─── Data in this exercise

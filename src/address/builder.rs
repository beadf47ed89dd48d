//! Builder for assembling an address record field by field

use super::{AdminLevel, Bounds, Coordinates, LocationIqAddress};

/// Incrementally assembles a [`LocationIqAddress`]
///
/// The builder stays generic: it accepts whatever the mapping hands it and
/// leaves required-field enforcement to the mapping layer.
#[derive(Debug, Clone)]
pub struct AddressBuilder {
    provided_by: String,
    coordinates: Option<Coordinates>,
    bounds: Option<Bounds>,
    street_number: Option<String>,
    street_name: Option<String>,
    postal_code: Option<String>,
    locality: Option<String>,
    sub_locality: Option<String>,
    admin_levels: Vec<AdminLevel>,
    country: Option<String>,
    country_code: Option<String>,
}

impl AddressBuilder {
    /// Create an empty builder tagged with the producing provider's name
    pub fn new(provided_by: impl Into<String>) -> Self {
        Self {
            provided_by: provided_by.into(),
            coordinates: None,
            bounds: None,
            street_number: None,
            street_name: None,
            postal_code: None,
            locality: None,
            sub_locality: None,
            admin_levels: Vec::new(),
            country: None,
            country_code: None,
        }
    }

    /// Append one admin level; callers are expected to add them widest
    /// region first
    pub fn add_admin_level(&mut self, level: u32, name: impl Into<String>, code: impl Into<String>) {
        self.admin_levels.push(AdminLevel::new(level, name, code));
    }

    /// Set the coordinates
    pub fn set_coordinates(&mut self, lat: f64, lon: f64) {
        self.coordinates = Some(Coordinates::new(lat, lon));
    }

    /// Set the bounding box
    pub fn set_bounds(&mut self, south: f64, west: f64, north: f64, east: f64) {
        self.bounds = Some(Bounds::new(south, west, north, east));
    }

    /// Set the house number
    pub fn set_street_number(&mut self, street_number: impl Into<String>) {
        self.street_number = Some(street_number.into());
    }

    /// Set the street name
    pub fn set_street_name(&mut self, street_name: impl Into<String>) {
        self.street_name = Some(street_name.into());
    }

    /// Set the postal code
    pub fn set_postal_code(&mut self, postal_code: impl Into<String>) {
        self.postal_code = Some(postal_code.into());
    }

    /// Set the locality
    pub fn set_locality(&mut self, locality: impl Into<String>) {
        self.locality = Some(locality.into());
    }

    /// Set the sub-locality
    pub fn set_sub_locality(&mut self, sub_locality: impl Into<String>) {
        self.sub_locality = Some(sub_locality.into());
    }

    /// Set the country name
    pub fn set_country(&mut self, country: impl Into<String>) {
        self.country = Some(country.into());
    }

    /// Set the country code
    pub fn set_country_code(&mut self, country_code: impl Into<String>) {
        self.country_code = Some(country_code.into());
    }

    /// Produce the record; provider extras start out unset
    pub fn build(self) -> LocationIqAddress {
        LocationIqAddress {
            provided_by: self.provided_by,
            coordinates: self.coordinates,
            bounds: self.bounds,
            street_number: self.street_number,
            street_name: self.street_name,
            postal_code: self.postal_code,
            locality: self.locality,
            sub_locality: self.sub_locality,
            admin_levels: self.admin_levels,
            country: self.country,
            country_code: self.country_code,
            attribution: None,
            category: None,
            display_name: None,
            osm_id: None,
            osm_type: None,
            place_type: None,
            extra_tags: None,
            name_details: None,
        }
    }
}
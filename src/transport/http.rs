//! Default transport over a blocking reqwest client

use crate::error::Result;
use crate::transport::Transport;
use std::time::Duration;

const USER_AGENT: &str = "locationiq/0.1.0";
const REQUEST_TIMEOUT_SECS: u64 = 30;

/// Blocking HTTP transport with a request timeout
#[derive(Debug, Clone)]
pub struct HttpTransport {
    client: reqwest::blocking::Client,
}

impl HttpTransport {
    /// Create a transport with the default timeout
    pub fn new() -> Result<Self> {
        let client = reqwest::blocking::Client::builder()
            .user_agent(USER_AGENT)
            .timeout(Duration::from_secs(REQUEST_TIMEOUT_SECS))
            .build()?;

        Ok(Self { client })
    }
}

impl Transport for HttpTransport {
    fn send(&self, url: &str) -> Result<String> {
        let response = self.client.get(url).send()?.error_for_status()?;

        Ok(response.text()?)
    }
}

#[cfg(test)]
mod tests {
    use super::*;

    #[test]
    fn test_transport_creation() {
        let transport = HttpTransport::new().unwrap();
        assert!(format!("{:?}", transport).contains("HttpTransport"));
    }

    #[test]
    fn test_transport_is_object_safe() {
        let transport = HttpTransport::new().unwrap();
        let _boxed: Box<dyn Transport> = Box::new(transport);
    }
}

──────

Write the number of data lines with "Option", nothing else.

Written answer: 9